Exercise >> Output the lines below exactly, please, from the first line until the line with "impl fmt::Display for", counting both.

Records supplied >>
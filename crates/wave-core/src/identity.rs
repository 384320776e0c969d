//! Identity keys used to correlate desired items with observed ones.
//!
//! Extraction rules per kind:
//! - branch protection: `rule_name`, falling back to `branch_name`
//! - tag protection: `name_pattern`
//! - webhook: the `url` entry of the delivery configuration
//! - topic: the topic itself
//! - repository settings: a single fixed identity

use std::collections::HashMap;
use std::fmt;

use crate::error::{Error, Result};
use crate::resource::{BranchProtection, Resource, ResourceItem, TagProtection, Webhook};

/// Identity of the repository settings singleton.
pub const REPOSITORY_IDENTITY: &str = "repository";

/// A non-empty identity key.
#[derive(Debug, Clone, PartialEq, Eq, Hash, PartialOrd, Ord)]
pub struct IdentityKey(String);

impl IdentityKey {
    /// Create an identity key, returning `None` for blank values.
    #[must_use]
    pub fn new(value: impl Into<String>) -> Option<Self> {
        let value = value.into();
        if value.trim().is_empty() {
            None
        } else {
            Some(Self(value))
        }
    }

    /// Get the key as a string slice.
    #[must_use]
    pub fn as_str(&self) -> &str {
        &self.0
    }

    /// Consume the key and return the inner `String`.
    #[must_use]
    pub fn into_string(self) -> String {
        self.0
    }
}

impl AsRef<str> for IdentityKey {
    fn as_ref(&self) -> &str {
        &self.0
    }
}

impl fmt::Display for IdentityKey {
    fn fmt(&self, f: &mut fmt::Formatter<'_>) -> fmt::Result {
        write!(f, "{}", self.0)
    }
}

impl PartialEq<&str> for IdentityKey {
    fn eq(&self, other: &&str) -> bool {
        self.0 == *other
    }
}

/// Identity of a branch protection rule.
#[must_use]
pub fn branch_protection_identity(rule: &BranchProtection) -> Option<IdentityKey> {
    IdentityKey::new(rule.rule_name.as_str()).or_else(|| IdentityKey::new(rule.branch_name.as_str()))
}

/// Identity of a tag protection rule.
#[must_use]
pub fn tag_protection_identity(rule: &TagProtection) -> Option<IdentityKey> {
    IdentityKey::new(rule.name_pattern.as_str())
}

/// Identity of a webhook: its delivery URL.
#[must_use]
pub fn webhook_identity(hook: &Webhook) -> Option<IdentityKey> {
    hook.target_url().and_then(IdentityKey::new)
}

/// Identity of any resource item.
#[must_use]
pub fn identity_of(item: &ResourceItem) -> Option<IdentityKey> {
    match item {
        ResourceItem::RepoSettings(_) => IdentityKey::new(REPOSITORY_IDENTITY),
        ResourceItem::Topic(topic) => IdentityKey::new(topic.as_str()),
        ResourceItem::BranchProtection(rule) => branch_protection_identity(rule),
        ResourceItem::TagProtection(rule) => tag_protection_identity(rule),
        ResourceItem::Webhook(hook) => webhook_identity(hook),
    }
}

/// Verify that no two items share an identity.
///
/// Items without an identity are ignored. Topics are a set, so repeated topics
/// are not an error.
///
/// # Errors
/// Returns [`Error::DuplicateIdentity`] naming the first repeated key.
pub fn ensure_unique(items: &[ResourceItem]) -> Result<()> {
    let mut seen = std::collections::HashSet::new();
    for item in items {
        if matches!(item, ResourceItem::Topic(_)) {
            continue;
        }
        if let Some(key) = identity_of(item)
            && !seen.insert(key.clone())
        {
            return Err(Error::DuplicateIdentity {
                kind: item.kind(),
                identity: key.into_string(),
            });
        }
    }
    Ok(())
}

/// Verify that no two desired resources share an identity.
///
/// # Errors
/// Returns [`Error::DuplicateIdentity`] naming the first repeated key.
pub fn ensure_unique_resources<T: Resource>(desired: &[T]) -> Result<()> {
    let mut seen = std::collections::HashSet::new();
    for key in desired.iter().filter_map(Resource::identity) {
        if !seen.insert(key.clone()) {
            return Err(Error::DuplicateIdentity {
                kind: T::KIND,
                identity: key.into_string(),
            });
        }
    }
    Ok(())
}

/// Outcome of looking an identity up in the observed set.
#[derive(Debug, Clone, Copy, PartialEq, Eq)]
pub enum Match<'a, T> {
    /// No observed item has this identity.
    Absent,
    /// Exactly one observed item has this identity.
    Unique(&'a T),
    /// Several observed items share this identity.
    Ambiguous(usize),
}

/// Observed items grouped by identity.
#[derive(Debug)]
pub struct ObservedIndex<'a, T> {
    by_identity: HashMap<IdentityKey, Vec<&'a T>>,
}

impl<'a, T: Resource> ObservedIndex<'a, T> {
    /// Index `observed` by identity. Items without one are not indexed.
    #[must_use]
    pub fn new(observed: &'a [T]) -> Self {
        let mut by_identity: HashMap<IdentityKey, Vec<&'a T>> = HashMap::new();
        for item in observed {
            if let Some(key) = item.identity() {
                by_identity.entry(key).or_default().push(item);
            }
        }
        Self { by_identity }
    }

    /// Look up an identity.
    #[must_use]
    pub fn lookup(&self, key: &IdentityKey) -> Match<'a, T> {
        match self.by_identity.get(key).map(Vec::as_slice) {
            None | Some([]) => Match::Absent,
            Some([only]) => Match::Unique(*only),
            Some(many) => Match::Ambiguous(many.len()),
        }
    }
}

Answer section >>
filename crates/wave-core/src/identity.rs
repository 384320776e0c969d
//! Identity keys used to correlate desired items with observed ones.
//!
//! Extraction rules per kind:
//! - branch protection: `rule_name`, falling back to `branch_name`
//! - tag protection: `name_pattern`
//! - webhook: the `url` entry of the delivery configuration
//! - topic: the topic itself
//! - repository settings: a single fixed identity

use std::collections::HashMap;
use std::fmt;

use crate::error::{Error, Result};
use crate::resource::{BranchProtection, Resource, ResourceItem, TagProtection, Webhook};

/// Identity of the repository settings singleton.
pub const REPOSITORY_IDENTITY: &str = "repository";

/// A non-empty identity key.
#[derive(Debug, Clone, PartialEq, Eq, Hash, PartialOrd, Ord)]
pub struct IdentityKey(String);

impl IdentityKey {
    /// Create an identity key, returning `None` for blank values.
    #[must_use]
    pub fn new(value: impl Into<String>) -> Option<Self> {
        let value = value.into();
        if value.trim().is_empty() {
            None
        } else {
            Some(Self(value))
        }
    }

    /// Get the key as a string slice.
    #[must_use]
    pub fn as_str(&self) -> &str {
        &self.0
    }

    /// Consume the key and return the inner `String`.
    #[must_use]
    pub fn into_string(self) -> String {
        self.0
    }
}

impl AsRef<str> for IdentityKey {
    fn as_ref(&self) -> &str {
        &self.0
    }
}

impl fmt::Display for IdentityKey {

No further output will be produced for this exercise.